//! native/zstd.rs
//! zstd contexts with QAT sequence production. Compression and
//! decompression contexts are independent; both live and die together.
//!
//! Every `EntryPoint` shares the same context calls; the entry point is
//! carried for tracing only.
use std::sync::Arc;

use log::{debug, trace};
use zstd_safe::{CCtx, CParameter, DCtx, ErrorCode};

use crate::config::Mode;
use crate::native::device::{Device, DeviceLease, InstanceGuard};
use crate::native::status::{EntryPoint, NativeStatus, StatusCode, Transfer};

/// `ZSTD_MAX_INPUT_SIZE` from zstd.h. `ZSTD_compressBound` has no answer
/// at or above it.
#[cfg(target_pointer_width = "64")]
const ZSTD_MAX_INPUT_SIZE: usize = 0xFF00_FF00_FF00_FF00;
#[cfg(not(target_pointer_width = "64"))]
const ZSTD_MAX_INPUT_SIZE: usize = 0xFF00_FF00;

/// `ZSTD_error_dstSize_tooSmall` from zstd_errors.h.
const ZSTD_ERROR_DST_SIZE_TOO_SMALL: usize = 70;

/// Worst-case zstd frame size for `len` input bytes. Saturates at
/// `usize::MAX` past the largest input zstd accepts.
pub fn max_compressed_size(len: usize) -> usize {
    if len >= ZSTD_MAX_INPUT_SIZE {
        return usize::MAX;
    }
    zstd_safe::compress_bound(len)
}

/// Sequence producer registered on the compression context.
struct SequenceProducer {
    instance: Option<InstanceGuard>,
    fallback: bool,
}

pub struct ZstdContexts {
    cctx: CCtx<'static>,
    dctx: DCtx<'static>,
    seq_producer: SequenceProducer,
    lease: DeviceLease,
}

impl ZstdContexts {
    /// Start the device, create both contexts and register the sequence
    /// producer. `Auto` enables software fallback of sequence production.
    pub fn setup(device: &Arc<Device>, mode: Mode, level: u32) -> Result<Self, NativeStatus> {
        let fallback = mode == Mode::Auto;
        if !device.has_hardware() && !fallback {
            return Err(NativeStatus::new(StatusCode::NoSwNoHw, "QAT device start failed"));
        }
        let mut cctx = CCtx::try_create().ok_or_else(|| context_error("compression"))?;
        let dctx = DCtx::try_create().ok_or_else(|| context_error("decompression"))?;
        let level = i32::try_from(level).map_err(|_| {
            NativeStatus::new(StatusCode::Params, format!("zstd level {level} out of range"))
        })?;
        cctx.set_parameter(CParameter::CompressionLevel(level))
            .map_err(|code| zstd_status(code, StatusCode::Params))?;

        let lease = device.lease();
        let instance = device.try_attach();
        debug!(
            "[SETUP] zstd level={level} mode={mode} seq_producer_attached={} fallback={fallback}",
            instance.is_some()
        );
        Ok(Self {
            cctx,
            dctx,
            seq_producer: SequenceProducer { instance, fallback },
            lease,
        })
    }

    /// Retry count is accepted for signature parity and ignored.
    pub fn compress(
        &mut self,
        entry: EntryPoint,
        src: &[u8],
        dst: &mut [u8],
        _retry_count: u32,
    ) -> Result<Transfer, NativeStatus> {
        let on_hw = self.sequence_producer_ready()?;
        trace!("[ZSTD] compress via {entry:?} seq_producer={}", if on_hw { "hw" } else { "sw" });
        let n = self
            .cctx
            .compress2(dst, src)
            .map_err(|code| zstd_status(code, StatusCode::Fail))?;
        self.lease.device().record_job(on_hw);
        Ok(Transfer::new(src.len(), n))
    }

    pub fn decompress(
        &mut self,
        entry: EntryPoint,
        src: &[u8],
        dst: &mut [u8],
        _retry_count: u32,
    ) -> Result<Transfer, NativeStatus> {
        trace!("[ZSTD] decompress via {entry:?}");
        let n = self
            .dctx
            .decompress(dst, src)
            .map_err(|code| zstd_status(code, StatusCode::DataError))?;
        self.lease.device().record_job(false);
        Ok(Transfer::new(src.len(), n))
    }

    fn sequence_producer_ready(&mut self) -> Result<bool, NativeStatus> {
        if self.seq_producer.instance.is_some() {
            return Ok(true);
        }
        if let Some(guard) = self.lease.device().try_attach() {
            self.seq_producer.instance = Some(guard);
            return Ok(true);
        }
        if self.seq_producer.fallback {
            debug!("[FALLBACK] zstd sequence production in software");
            return Ok(false);
        }
        Err(NativeStatus::new(StatusCode::NoSwNoInstAttach, "sequence producer failed"))
    }
}

fn context_error(which: &str) -> NativeStatus {
    NativeStatus::new(StatusCode::Fail, format!("creating {which} context failed"))
}

/// Map a zstd error code: a short destination is `BufError`, anything else
/// is `otherwise`.
fn zstd_status(code: ErrorCode, otherwise: StatusCode) -> NativeStatus {
    let status = if 0usize.wrapping_sub(code) == ZSTD_ERROR_DST_SIZE_TOO_SMALL {
        StatusCode::BufError
    } else {
        otherwise
    };
    NativeStatus::new(status, zstd_safe::get_error_name(code))
}

#[cfg(test)]
mod tests {
    use super::*;

    fn sample(len: usize) -> Vec<u8> {
        (0..len).map(|i| (i * 31 % 251) as u8).collect()
    }

    #[test]
    fn bound_covers_incompressible_input() {
        assert!(max_compressed_size(1000) > 1000);
    }

    #[test]
    fn bound_saturates_past_largest_input() {
        assert_eq!(max_compressed_size(ZSTD_MAX_INPUT_SIZE), usize::MAX);
        assert_eq!(max_compressed_size(usize::MAX), usize::MAX);
        let below = max_compressed_size(ZSTD_MAX_INPUT_SIZE - 1);
        assert!(below >= ZSTD_MAX_INPUT_SIZE - 1);
    }

    #[test]
    fn short_destination_is_buf_error() {
        let dev = Device::with_instances(1);
        let mut ctx = ZstdContexts::setup(&dev, Mode::Hardware, 3).expect("setup");
        let mut dst = [0u8; 8];
        let err = ctx.compress(EntryPoint::ByteArray, &sample(4096), &mut dst, 0).err();
        assert_eq!(err.map(|s| s.code), Some(StatusCode::BufError));
    }

    #[test]
    fn garbage_input_is_data_error() {
        let dev = Device::with_instances(1);
        let mut ctx = ZstdContexts::setup(&dev, Mode::Hardware, 3).expect("setup");
        let mut dst = [0u8; 64];
        let err = ctx.decompress(EntryPoint::ByteArray, b"not a zstd frame", &mut dst, 0).err();
        assert_eq!(err.map(|s| s.code), Some(StatusCode::DataError));
    }

    #[test]
    fn hardware_mode_without_free_instance_fails_compress() {
        let dev = Device::with_instances(1);
        let _holder = dev.try_attach();
        let mut ctx = ZstdContexts::setup(&dev, Mode::Hardware, 3).expect("setup");
        let mut dst = vec![0u8; 64];
        let err = ctx.compress(EntryPoint::ByteArray, b"hello", &mut dst, 5).err();
        assert_eq!(err.map(|s| s.code), Some(StatusCode::NoSwNoInstAttach));
    }

    #[test]
    fn contexts_round_trip_and_interoperate() {
        let dev = Device::with_instances(1);
        let mut ctx = ZstdContexts::setup(&dev, Mode::Hardware, 3).expect("setup");
        let src = b"zstd zstd zstd zstd zstd zstd".to_vec();
        let mut packed = vec![0u8; max_compressed_size(src.len())];
        let t = ctx.compress(EntryPoint::ByteArray, &src, &mut packed, 0).expect("compress");
        let frame = &packed[..t.bytes_written];
        assert_eq!(zstd::bulk::decompress(frame, src.len()).expect("zstd crate"), src);

        let mut out = vec![0u8; src.len()];
        let u = ctx.decompress(EntryPoint::ByteArray, frame, &mut out, 0).expect("decompress");
        assert_eq!(&out[..u.bytes_written], &src[..]);
    }
}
____
## Task item
Return, exactly, the lines from the first line of the records above to the line containing "let level = i32::try_from(level).map_err(|_|", both included.

## Response to the exercise
//! native/zstd.rs
//! zstd contexts with QAT sequence production. Compression and
//! decompression contexts are independent; both live and die together.
//!
//! Every `EntryPoint` shares the same context calls; the entry point is
//! carried for tracing only.
use std::sync::Arc;

use log::{debug, trace};
use zstd_safe::{CCtx, CParameter, DCtx, ErrorCode};

use crate::config::Mode;
use crate::native::device::{Device, DeviceLease, InstanceGuard};
use crate::native::status::{EntryPoint, NativeStatus, StatusCode, Transfer};

/// `ZSTD_MAX_INPUT_SIZE` from zstd.h. `ZSTD_compressBound` has no answer
/// at or above it.
#[cfg(target_pointer_width = "64")]
const ZSTD_MAX_INPUT_SIZE: usize = 0xFF00_FF00_FF00_FF00;
#[cfg(not(target_pointer_width = "64"))]
const ZSTD_MAX_INPUT_SIZE: usize = 0xFF00_FF00;

/// `ZSTD_error_dstSize_tooSmall` from zstd_errors.h.
const ZSTD_ERROR_DST_SIZE_TOO_SMALL: usize = 70;

/// Worst-case zstd frame size for `len` input bytes. Saturates at
/// `usize::MAX` past the largest input zstd accepts.
pub fn max_compressed_size(len: usize) -> usize {
    if len >= ZSTD_MAX_INPUT_SIZE {
        return usize::MAX;
    }
    zstd_safe::compress_bound(len)
}

/// Sequence producer registered on the compression context.
struct SequenceProducer {
    instance: Option<InstanceGuard>,
    fallback: bool,
}

pub struct ZstdContexts {
    cctx: CCtx<'static>,
    dctx: DCtx<'static>,
    seq_producer: SequenceProducer,
    lease: DeviceLease,
}

impl ZstdContexts {
    /// Start the device, create both contexts and register the sequence
    /// producer. `Auto` enables software fallback of sequence production.
    pub fn setup(device: &Arc<Device>, mode: Mode, level: u32) -> Result<Self, NativeStatus> {
        let fallback = mode == Mode::Auto;
        if !device.has_hardware() && !fallback {
            return Err(NativeStatus::new(StatusCode::NoSwNoHw, "QAT device start failed"));
        }
        let mut cctx = CCtx::try_create().ok_or_else(|| context_error("compression"))?;
        let dctx = DCtx::try_create().ok_or_else(|| context_error("decompression"))?;
        let level = i32::try_from(level).map_err(|_| {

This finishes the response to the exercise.